### [EXERCISE GOAL]
Please copy each line from the entries that contains the string "Pending".
☆ ☆ ☆ ☆ ☆ ☆ ☆
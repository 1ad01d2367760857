// Small dev utility: print the event log of a saved simulation run.
//
// Usage:
//   cargo run --bin show_run -- [db_path] [run_id]
//
// Without run_id the most recent timeline run is shown.

use container_yard_aps::db::{default_db_path, open_sqlite_connection};
use container_yard_aps::SimulationRepository;
use std::sync::{Arc, Mutex};

fn main() -> anyhow::Result<()> {
    let mut args = std::env::args().skip(1);
    let db_path = args.next().unwrap_or_else(default_db_path);

    let conn = Arc::new(Mutex::new(open_sqlite_connection(&db_path)?));
    let repo = SimulationRepository::new(conn);
    repo.ensure_schema()?;

    let run_id = match args
        .next()
        .map(|s| s.trim().to_string())
        .filter(|s| !s.is_empty())
    {
        Some(id) => id,
        None => repo
            .list_runs()?
            .into_iter()
            .find(|r| r.mode == "timeline")
            .map(|r| r.run_id)
            .ok_or_else(|| anyhow::anyhow!("No timeline run found (pass run_id explicitly)"))?,
    };

    for event in repo.list_events(&run_id)? {
        println!("{} {}", event.date, event.description);
    }

    let dates = repo.list_snapshot_dates(&run_id)?;
    if let (Some(first), Some(last)) = (dates.first(), dates.last()) {
        println!("snapshots: {} .. {} ({} days)", first, last, dates.len());
    }
    Ok(())
}
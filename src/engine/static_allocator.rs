// ==========================================
// 集装箱堆场排位系统 - 静态排位引擎
// ==========================================
// 职责: 不考虑时间线，一次性把每船全部箱量装入槽位
// 规则:
// 1) 船舶按到港日升序（同日保持输入顺序）
// 2) 槽位顺序: 全局顺序 或 泊位偏好顺序（配置决定）
// 3) 逐槽位填满空闲容量；无冲突检查、无日粒度
// 4) 超出堆场容量的箱量记入 unallocated，不视为错误
// ==========================================

use crate::domain::types::{Berth, StaticSlotOrder};
use crate::domain::vessel::VesselRecord;
use crate::domain::yard::Yard;
use crate::engine::schedule_builder::round_up_total;
use serde::{Deserialize, Serialize};
use std::collections::BTreeMap;
use tracing::{info, instrument, warn};

// ==========================================
// StaticSlotEntry - 槽位静态排位
// ==========================================
#[derive(Debug, Clone, PartialEq, Eq, Serialize, Deserialize)]
pub struct StaticSlotEntry {
    pub slot_id: String,
    pub block: String,
    pub capacity: u32,
    pub used: u32,
    pub vessels: Vec<(String, u32)>, // 按放入顺序（Vessel 1, Vessel 2, …）
}

// ==========================================
// StaticAllocationResult - 静态排位结果
// ==========================================
#[derive(Debug, Clone, PartialEq, Eq, Serialize, Deserialize)]
pub struct StaticAllocationResult {
    pub run_id: String,
    pub slot_order: StaticSlotOrder,
    pub slots: Vec<StaticSlotEntry>,          // 全局槽位顺序
    pub allocated: BTreeMap<String, u32>,     // 船名 → 已放入
    pub unallocated: BTreeMap<String, u32>,   // 船名 → 未放入 (> 0)
}

impl StaticAllocationResult {
    /// 单槽位最多承载的船舶数（表格列数）
    pub fn vessel_columns(&self) -> usize {
        self.slots.iter().map(|s| s.vessels.len()).max().unwrap_or(0)
    }

    pub fn slot(&self, slot_id: &str) -> Option<&StaticSlotEntry> {
        self.slots.iter().find(|s| s.slot_id == slot_id)
    }

    pub fn total_allocated(&self) -> u64 {
        self.allocated.values().map(|v| *v as u64).sum()
    }

    pub fn has_unallocated(&self) -> bool {
        !self.unallocated.is_empty()
    }
}

// ==========================================
// StaticAllocator - 静态排位引擎
// ==========================================
pub struct StaticAllocator {
    slot_order: StaticSlotOrder,
}

impl StaticAllocator {
    pub fn new(slot_order: StaticSlotOrder) -> Self {
        Self { slot_order }
    }

    /// 一次性排位
    ///
    /// # 参数
    /// - `yard`: 堆场（会被修改，占用按船名记录）
    /// - `records`: 船舶输入记录
    #[instrument(skip(self, yard, records), fields(slot_order = self.slot_order.as_str(), vessel_count = records.len()))]
    pub fn allocate(&self, yard: &mut Yard, records: &[VesselRecord]) -> StaticAllocationResult {
        let mut entries: Vec<StaticSlotEntry> = yard
            .slots()
            .iter()
            .map(|slot| StaticSlotEntry {
                slot_id: slot.slot_id(),
                block: slot.block.clone(),
                capacity: slot.capacity,
                used: slot.used(),
                vessels: Vec::new(),
            })
            .collect();

        let mut ordered: Vec<&VesselRecord> = records.iter().collect();
        ordered.sort_by_key(|r| r.eta);

        let mut allocated = BTreeMap::new();
        let mut unallocated = BTreeMap::new();

        for record in ordered {
            let total = round_up_total(record.total_containers);
            let mut remaining = total;

            for slot_index in self.slot_sequence(yard, &record.berth) {
                if remaining == 0 {
                    break;
                }
                let slot = &mut yard.slots_mut()[slot_index];
                let free = slot.free();
                if free == 0 {
                    continue;
                }

                let put = free.min(remaining);
                *slot.occupancy.entry(record.vessel.clone()).or_insert(0) += put;
                remaining -= put;

                let entry = &mut entries[slot_index];
                entry.used += put;
                entry.vessels.push((record.vessel.clone(), put));
            }

            *allocated.entry(record.vessel.clone()).or_insert(0) += total - remaining;
            if remaining > 0 {
                warn!(vessel = %record.vessel, remaining, "堆场容量不足，静态排位未完全放入");
                *unallocated.entry(record.vessel.clone()).or_insert(0) += remaining;
            }
        }

        info!(
            allocated = allocated.values().map(|v: &u32| *v as u64).sum::<u64>(),
            unallocated_vessels = unallocated.len(),
            "静态排位完成"
        );

        StaticAllocationResult {
            run_id: uuid::Uuid::new_v4().to_string(),
            slot_order: self.slot_order,
            slots: entries,
            allocated,
            unallocated,
        }
    }

    /// 槽位遍历顺序
    ///
    /// 泊位偏好模式下，不匹配任何偏好前缀的箱区按全局顺序排在最后
    pub fn slot_sequence(&self, yard: &Yard, berth: &Berth) -> Vec<usize> {
        match self.slot_order {
            StaticSlotOrder::Flat => (0..yard.slots().len()).collect(),
            StaticSlotOrder::BerthPreference => {
                let preference = berth.block_preference();
                let mut sequence = Vec::with_capacity(yard.slots().len());

                for prefix in preference {
                    for block in yard.blocks_with_prefix(prefix) {
                        sequence.extend(block.slots.clone());
                    }
                }
                for block in yard.blocks() {
                    if !preference.iter().any(|p| block.name.starts_with(p)) {
                        sequence.extend(block.slots.clone());
                    }
                }
                sequence
            }
        }
    }
}
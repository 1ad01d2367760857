// ==========================================
// 集装箱堆场排位系统 - 领域类型定义
// ==========================================
// 职责: 泊位、船舶阶段、事件类型、静态排位顺序
// ==========================================

use serde::{Deserialize, Serialize};
use std::fmt;

// ==========================================
// 泊位 (Berth)
// ==========================================
// 泊位决定箱区前缀的偏好顺序
#[derive(Debug, Clone, PartialEq, Eq, Hash, Serialize, Deserialize)]
pub enum Berth {
    NP1,
    NP2,
    NP3,
    Other(String),
}

impl Berth {
    /// 从泊位代码解析（大小写不敏感，未知代码保留原文）
    pub fn from_code(code: &str) -> Self {
        let normalized = code.trim().to_uppercase();
        match normalized.as_str() {
            "NP1" => Berth::NP1,
            "NP2" => Berth::NP2,
            "NP3" => Berth::NP3,
            _ => Berth::Other(normalized),
        }
    }

    /// 箱区前缀偏好顺序
    ///
    /// - NP1 → A, B, C
    /// - NP2 → B, A, C
    /// - NP3 → C, B, A
    /// - 其他 → A, B, C
    pub fn block_preference(&self) -> [&'static str; 3] {
        match self {
            Berth::NP1 => ["A", "B", "C"],
            Berth::NP2 => ["B", "A", "C"],
            Berth::NP3 => ["C", "B", "A"],
            Berth::Other(_) => ["A", "B", "C"],
        }
    }

    pub fn as_str(&self) -> &str {
        match self {
            Berth::NP1 => "NP1",
            Berth::NP2 => "NP2",
            Berth::NP3 => "NP3",
            Berth::Other(code) => code.as_str(),
        }
    }
}

impl fmt::Display for Berth {
    fn fmt(&self, f: &mut fmt::Formatter<'_>) -> fmt::Result {
        write!(f, "{}", self.as_str())
    }
}

// ==========================================
// 船舶阶段 (Vessel Phase)
// ==========================================
// 由日期比较推导，不单独存储
#[derive(Debug, Clone, Copy, PartialEq, Eq, Serialize, Deserialize)]
#[serde(rename_all = "SCREAMING_SNAKE_CASE")]
pub enum VesselPhase {
    Pending,   // 收箱窗口之前
    Receiving, // 收箱窗口内（含到港日补收，当日同时装船）
    Loading,   // 到港日之后的装船窗口
    Done,      // 已完成
}

impl fmt::Display for VesselPhase {
    fn fmt(&self, f: &mut fmt::Formatter<'_>) -> fmt::Result {
        match self {
            VesselPhase::Pending => write!(f, "PENDING"),
            VesselPhase::Receiving => write!(f, "RECEIVING"),
            VesselPhase::Loading => write!(f, "LOADING"),
            VesselPhase::Done => write!(f, "DONE"),
        }
    }
}

// ==========================================
// 事件类型 (Event Kind)
// ==========================================
#[derive(Debug, Clone, Copy, PartialEq, Eq, PartialOrd, Ord, Hash, Serialize, Deserialize)]
#[serde(rename_all = "SCREAMING_SNAKE_CASE")]
pub enum EventKind {
    Receive,      // 日常收箱
    ReceiveFinal, // 到港日补收
    Load,         // 装船
    ClashSkip,    // 冲突跳过箱区
    Shortfall,    // 堆场容量不足
    Complete,     // 船舶完成
}

impl EventKind {
    /// 日志标签（事件描述前缀）
    pub fn tag(&self) -> &'static str {
        match self {
            EventKind::Receive => "[RECV]",
            EventKind::ReceiveFinal => "[RECV-FINAL]",
            EventKind::Load => "[LOAD]",
            EventKind::ClashSkip => "[CLASH]",
            EventKind::Shortfall => "[SHORT]",
            EventKind::Complete => "[DONE]",
        }
    }

    pub fn as_str(&self) -> &'static str {
        match self {
            EventKind::Receive => "RECEIVE",
            EventKind::ReceiveFinal => "RECEIVE_FINAL",
            EventKind::Load => "LOAD",
            EventKind::ClashSkip => "CLASH_SKIP",
            EventKind::Shortfall => "SHORTFALL",
            EventKind::Complete => "COMPLETE",
        }
    }
}

impl fmt::Display for EventKind {
    fn fmt(&self, f: &mut fmt::Formatter<'_>) -> fmt::Result {
        write!(f, "{}", self.as_str())
    }
}

impl std::str::FromStr for EventKind {
    type Err = String;

    fn from_str(s: &str) -> Result<Self, Self::Err> {
        match s.trim().to_uppercase().as_str() {
            "RECEIVE" => Ok(EventKind::Receive),
            "RECEIVE_FINAL" => Ok(EventKind::ReceiveFinal),
            "LOAD" => Ok(EventKind::Load),
            "CLASH_SKIP" => Ok(EventKind::ClashSkip),
            "SHORTFALL" => Ok(EventKind::Shortfall),
            "COMPLETE" => Ok(EventKind::Complete),
            other => Err(format!("未知事件类型: {}", other)),
        }
    }
}

// ==========================================
// 静态排位槽位顺序 (Static Slot Order)
// ==========================================
#[derive(Debug, Clone, Copy, PartialEq, Eq, Hash, Serialize, Deserialize)]
#[serde(rename_all = "snake_case")]
pub enum StaticSlotOrder {
    /// 全局槽位顺序
    Flat,
    /// 按泊位偏好排序后的槽位顺序
    BerthPreference,
}

impl StaticSlotOrder {
    pub fn as_str(&self) -> &'static str {
        match self {
            StaticSlotOrder::Flat => "flat",
            StaticSlotOrder::BerthPreference => "berth_preference",
        }
    }
}

impl Default for StaticSlotOrder {
    fn default() -> Self {
        StaticSlotOrder::Flat
    }
}

impl std::str::FromStr for StaticSlotOrder {
    type Err = String;

    fn from_str(s: &str) -> Result<Self, Self::Err> {
        match s.trim().to_lowercase().as_str() {
            "flat" => Ok(StaticSlotOrder::Flat),
            "berth_preference" | "berth-preference" | "berth" => {
                Ok(StaticSlotOrder::BerthPreference)
            }
            other => Err(format!("未知槽位顺序: {}", other)),
        }
    }
}

#[cfg(test)]
mod tests {
    use super::*;

    #[test]
    fn test_berth_preference_order() {
        assert_eq!(Berth::NP1.block_preference(), ["A", "B", "C"]);
        assert_eq!(Berth::NP2.block_preference(), ["B", "A", "C"]);
        assert_eq!(Berth::NP3.block_preference(), ["C", "B", "A"]);
        assert_eq!(Berth::from_code("xx").block_preference(), ["A", "B", "C"]);
    }

    #[test]
    fn test_berth_from_code_normalizes() {
        assert_eq!(Berth::from_code(" np2 "), Berth::NP2);
        assert_eq!(Berth::from_code("jict"), Berth::Other("JICT".to_string()));
        assert_eq!(Berth::from_code("jict").to_string(), "JICT");
    }

    #[test]
    fn test_static_slot_order_from_str() {
        assert_eq!("flat".parse::<StaticSlotOrder>(), Ok(StaticSlotOrder::Flat));
        assert_eq!(
            "berth-preference".parse::<StaticSlotOrder>(),
            Ok(StaticSlotOrder::BerthPreference)
        );
        assert!("random".parse::<StaticSlotOrder>().is_err());
    }

    #[test]
    fn test_event_kind_roundtrip_str() {
        for kind in [
            EventKind::Receive,
            EventKind::ReceiveFinal,
            EventKind::Load,
            EventKind::ClashSkip,
            EventKind::Shortfall,
            EventKind::Complete,
        ] {
            assert_eq!(kind.as_str().parse::<EventKind>(), Ok(kind));
        }
    }
}
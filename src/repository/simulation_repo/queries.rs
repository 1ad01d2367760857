use super::core::{SimRunSummary, SimulationRepository, StaticAllocationRow, DATE_FMT, TS_FMT};
use crate::domain::event::YardEvent;
use crate::domain::snapshot::{DaySnapshot, SlotSnapshot};
use crate::domain::types::EventKind;
use crate::repository::error::RepositoryResult;
use chrono::{NaiveDate, NaiveDateTime};
use rusqlite::types::Type;
use rusqlite::{params, Result as SqliteResult, Row};
use std::collections::BTreeMap;

fn conversion_error<E>(idx: usize, err: E) -> rusqlite::Error
where
    E: std::error::Error + Send + Sync + 'static,
{
    rusqlite::Error::FromSqlConversionFailure(idx, Type::Text, Box::new(err))
}

fn parse_date(idx: usize, value: &str) -> SqliteResult<NaiveDate> {
    NaiveDate::parse_from_str(value, DATE_FMT).map_err(|e| conversion_error(idx, e))
}

impl SimulationRepository {
    // ==========================================
    // 查询操作
    // ==========================================

    /// 运行的事件日志（按日期、描述排序）
    pub fn list_events(&self, run_id: &str) -> RepositoryResult<Vec<YardEvent>> {
        let conn = self.get_conn()?;

        let mut stmt = conn.prepare(
            r#"
            SELECT event_date, kind, vessel, cluster, block, quantity, description
            FROM sim_event
            WHERE run_id = ?1
            ORDER BY event_date, description, seq_no
            "#,
        )?;

        let events = stmt
            .query_map(params![run_id], |row| self.map_event_row(row))?
            .collect::<SqliteResult<Vec<_>>>()?;

        Ok(events)
    }

    /// 重建某日快照；该日无记录返回 None
    pub fn load_snapshot(&self, run_id: &str, date: NaiveDate) -> RepositoryResult<Option<DaySnapshot>> {
        let conn = self.get_conn()?;

        let mut stmt = conn.prepare(
            r#"
            SELECT slot_id, block, capacity, total, clusters_json
            FROM sim_snapshot_slot
            WHERE run_id = ?1 AND snap_date = ?2
            ORDER BY slot_seq
            "#,
        )?;

        let slots = stmt
            .query_map(params![run_id, date.format(DATE_FMT).to_string()], |row| {
                self.map_slot_row(row)
            })?
            .collect::<SqliteResult<Vec<_>>>()?;

        if slots.is_empty() {
            return Ok(None);
        }
        Ok(Some(DaySnapshot { date, slots }))
    }

    /// 运行的快照日期列表
    pub fn list_snapshot_dates(&self, run_id: &str) -> RepositoryResult<Vec<NaiveDate>> {
        let conn = self.get_conn()?;

        let mut stmt = conn.prepare(
            "SELECT DISTINCT snap_date FROM sim_snapshot_slot WHERE run_id = ?1 ORDER BY snap_date",
        )?;

        let dates = stmt
            .query_map(params![run_id], |row| {
                let s: String = row.get(0)?;
                parse_date(0, &s)
            })?
            .collect::<SqliteResult<Vec<_>>>()?;

        Ok(dates)
    }

    /// 全部运行记录（新的在前）
    pub fn list_runs(&self) -> RepositoryResult<Vec<SimRunSummary>> {
        let conn = self.get_conn()?;

        let mut stmt = conn.prepare(
            r#"
            SELECT run_id, mode, created_at, vessel_count, day_count
            FROM sim_run
            ORDER BY created_at DESC, run_id
            "#,
        )?;

        let runs = stmt
            .query_map([], |row| {
                let created_at_str: String = row.get(2)?;
                let created_at = NaiveDateTime::parse_from_str(&created_at_str, TS_FMT)
                    .map_err(|e| conversion_error(2, e))?;
                Ok(SimRunSummary {
                    run_id: row.get(0)?,
                    mode: row.get(1)?,
                    created_at,
                    vessel_count: row.get(3)?,
                    day_count: row.get(4)?,
                })
            })?
            .collect::<SqliteResult<Vec<_>>>()?;

        Ok(runs)
    }

    /// 静态排位明细（按槽位、放入顺序）
    pub fn list_static_allocation(&self, run_id: &str) -> RepositoryResult<Vec<StaticAllocationRow>> {
        let conn = self.get_conn()?;

        let mut stmt = conn.prepare(
            r#"
            SELECT slot_seq, slot_id, position, vessel, amount
            FROM static_allocation
            WHERE run_id = ?1
            ORDER BY slot_seq, position
            "#,
        )?;

        let rows = stmt
            .query_map(params![run_id], |row| {
                Ok(StaticAllocationRow {
                    slot_seq: row.get(0)?,
                    slot_id: row.get(1)?,
                    position: row.get(2)?,
                    vessel: row.get(3)?,
                    amount: row.get(4)?,
                })
            })?
            .collect::<SqliteResult<Vec<_>>>()?;

        Ok(rows)
    }

    // ==========================================
    // 行映射
    // ==========================================

    fn map_event_row(&self, row: &Row) -> SqliteResult<YardEvent> {
        let date_str: String = row.get(0)?;
        let kind_str: String = row.get(1)?;
        let quantity: i64 = row.get(5)?;

        let kind = kind_str.parse::<EventKind>().map_err(|msg| {
            conversion_error(1, std::io::Error::new(std::io::ErrorKind::InvalidData, msg))
        })?;

        Ok(YardEvent {
            date: parse_date(0, &date_str)?,
            kind,
            vessel: row.get(2)?,
            cluster: row.get(3)?,
            block: row.get(4)?,
            quantity: quantity as u32,
            description: row.get(6)?,
        })
    }

    fn map_slot_row(&self, row: &Row) -> SqliteResult<SlotSnapshot> {
        let capacity: i64 = row.get(2)?;
        let total: i64 = row.get(3)?;
        let clusters_json: String = row.get(4)?;

        let clusters: BTreeMap<String, u32> =
            serde_json::from_str(&clusters_json).map_err(|e| conversion_error(4, e))?;

        Ok(SlotSnapshot {
            slot_id: row.get(0)?,
            block: row.get(1)?,
            capacity: capacity as u32,
            total: total as u32,
            clusters,
        })
    }
}
// ==========================================
// 集装箱堆场排位系统 - 配置层
// ==========================================
// 职责: 模拟参数与堆场拓扑配置，支持 config_kv 覆写
// 存储: config_kv 表
// ==========================================

pub mod config_manager;
pub mod error;
pub mod simulation_config;

// 重导出核心配置类型
pub use config_manager::{config_keys, ConfigManager};
pub use error::{ConfigError, ConfigResult};
pub use simulation_config::{RateModel, SimulationConfig};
☆ ☆ ☆ ☆ ☆ ☆ ☆
### [FINISHED TASK]
    Pending,   // 收箱窗口之前
            VesselPhase::Pending => write!(f, "PENDING"),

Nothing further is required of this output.